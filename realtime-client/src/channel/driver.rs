//! Connection driver: one task per [`ConnectionHandle`]
//!
//! 1. Attempt a transport connection (never more than one outstanding)
//! 2. On success: `connect`/`reconnect` event, then `identify`, then `connected`
//! 3. Pump outbound `emit` frames and inbound server pushes
//! 4. On drop or failure: `reconnecting`, wait per policy, go to 1
//! 5. On teardown or exhausted budget: close and stop
//!
//! Every step first checks that the handle is still the one occupying the
//! manager slot and has not been cancelled, so a late-completing attempt
//! after teardown does nothing.

use shared::{DisconnectReason, Frame};
use std::sync::{Arc, Weak};
use tokio::sync::mpsc;
use tokio_util::sync::CancellationToken;

use super::machine::{self, Action, Lifecycle, Transition};
use super::{ChannelEvent, ConnectionHandle, ConnectionState};
use crate::message::{Connection, Connector, ReconnectPolicy, TransportError};
use crate::session::Slot;

pub(crate) struct ConnectionDriver {
    handle: ConnectionHandle,
    connector: Arc<dyn Connector>,
    policy: ReconnectPolicy,
    slot: Weak<Slot>,
    outbound_rx: mpsc::UnboundedReceiver<Frame>,
    cancel: CancellationToken,
}

enum PumpExit {
    Cancelled,
    Dropped(DisconnectReason),
}

impl ConnectionDriver {
    pub(crate) fn new(
        handle: ConnectionHandle,
        connector: Arc<dyn Connector>,
        policy: ReconnectPolicy,
        slot: Weak<Slot>,
        outbound_rx: mpsc::UnboundedReceiver<Frame>,
    ) -> Self {
        let cancel = handle.cancel_token();
        Self {
            handle,
            connector,
            policy,
            slot,
            outbound_rx,
            cancel,
        }
    }

    pub(crate) async fn run(mut self) {
        let id = self.handle.id();
        tracing::info!(
            handle = %id,
            identity = %self.handle.identity(),
            "Realtime connection driver started"
        );

        // Reconnect attempts since the last successful identify
        let mut attempt: u32 = 0;

        loop {
            let outcome = tokio::select! {
                biased;
                _ = self.cancel.cancelled() => break,
                outcome = self.connector.connect() => outcome,
            };

            match outcome {
                Ok(mut conn) => {
                    let event = match self.handle.state() {
                        ConnectionState::Reconnecting => Lifecycle::Reconnect(attempt),
                        _ => Lifecycle::Connect,
                    };
                    let Some(transition) = self.fire(event) else {
                        let _ = conn.close().await;
                        break;
                    };

                    let written = tokio::select! {
                        biased;
                        _ = self.cancel.cancelled() => None,
                        written = self.identify(conn.as_mut()) => Some(written),
                    };
                    let Some(written) = written else {
                        let _ = conn.close().await;
                        break;
                    };

                    if let Err(e) = written {
                        tracing::warn!(handle = %id, error = %e, "Failed to send identify");
                        let _ = conn.close().await;
                        if self.fire(Lifecycle::ConnectError(e)).is_none() {
                            break;
                        }
                    } else {
                        if !self.is_current() || !self.handle.commit(transition.to, true) {
                            let _ = conn.close().await;
                            break;
                        }
                        self.handle
                            .publish(ChannelEvent::Identified(self.handle.identity().clone()));
                        tracing::info!(handle = %id, attempt, "Realtime channel identified");
                        attempt = 0;

                        match self.pump(conn.as_mut()).await {
                            PumpExit::Cancelled => {
                                let _ = conn.close().await;
                                break;
                            }
                            PumpExit::Dropped(reason) => {
                                tracing::warn!(handle = %id, %reason, "Realtime transport dropped");
                                if self.fire(Lifecycle::Disconnect(reason)).is_none() {
                                    break;
                                }
                            }
                        }
                    }
                }
                Err(e) => {
                    tracing::warn!(handle = %id, attempt, error = %e, "Realtime connection attempt failed");
                    if self.fire(Lifecycle::ConnectError(e)).is_none() {
                        break;
                    }
                }
            }

            attempt = attempt.saturating_add(1);
            let Some(delay) = self.policy.next_delay(attempt) else {
                tracing::error!(
                    handle = %id,
                    attempts = attempt - 1,
                    "Reconnect budget exhausted, giving up"
                );
                if self.fire(Lifecycle::ReconnectFailed).is_some() {
                    if let Some(slot) = self.slot.upgrade() {
                        slot.release(id);
                    }
                    self.handle.close();
                }
                break;
            };

            tracing::debug!(handle = %id, attempt, ?delay, "Waiting before reconnect");
            tokio::select! {
                biased;
                _ = self.cancel.cancelled() => break,
                _ = tokio::time::sleep(delay) => {}
            }

            if self.fire(Lifecycle::ReconnectAttempt(attempt)).is_none() {
                break;
            }
        }

        tracing::info!(handle = %id, "Realtime connection driver stopped");
    }

    /// Still occupies the manager slot and has not been torn down
    fn is_current(&self) -> bool {
        !self.cancel.is_cancelled()
            && self
                .slot
                .upgrade()
                .is_some_and(|slot| slot.holds(self.handle.id()))
    }

    /// Run `event` through the transition table.
    ///
    /// Commits the target state right away unless the action is `Identify`,
    /// which the caller commits after the handshake is written. Returns
    /// `None` when the driver must stop.
    fn fire(&self, event: Lifecycle) -> Option<&'static Transition> {
        if !self.is_current() {
            tracing::debug!(handle = %self.handle.id(), ?event, "Dropping event for stale handle");
            return None;
        }

        let state = self.handle.state();
        let Some(transition) = machine::next(state, event.kind()) else {
            tracing::warn!(
                handle = %self.handle.id(),
                %state,
                ?event,
                "Lifecycle event not valid in current state"
            );
            return None;
        };

        if transition.action != Action::Identify && !self.handle.commit(transition.to, false) {
            return None;
        }
        if let Some(advisory) = event.advisory() {
            self.handle.publish(advisory);
        }
        Some(transition)
    }

    async fn identify(&self, conn: &mut dyn Connection) -> Result<(), TransportError> {
        let frame = Frame::identify(self.handle.identity())?;
        tracing::debug!(handle = %self.handle.id(), identity = %self.handle.identity(), "Sending identify");
        conn.send(&frame).await
    }

    async fn pump(&mut self, conn: &mut dyn Connection) -> PumpExit {
        loop {
            tokio::select! {
                biased;
                _ = self.cancel.cancelled() => return PumpExit::Cancelled,

                Some(frame) = self.outbound_rx.recv() => {
                    if let Err(e) = conn.send(&frame).await {
                        return PumpExit::Dropped(disconnect_reason(e));
                    }
                }

                inbound = conn.recv() => match inbound {
                    Ok(frame) => {
                        if !self.handle.publish(ChannelEvent::Message(frame)) {
                            return PumpExit::Cancelled;
                        }
                    }
                    Err(e) => return PumpExit::Dropped(disconnect_reason(e)),
                },
            }
        }
    }
}

fn disconnect_reason(e: TransportError) -> DisconnectReason {
    match e {
        TransportError::Closed(reason) => reason,
        other => DisconnectReason::TransportError(other.to_string()),
    }
}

======

Work to be completed: Scan the preceding listing for lines that contain the word "PumpExit". Give only how many there are.

Solved exercise: 8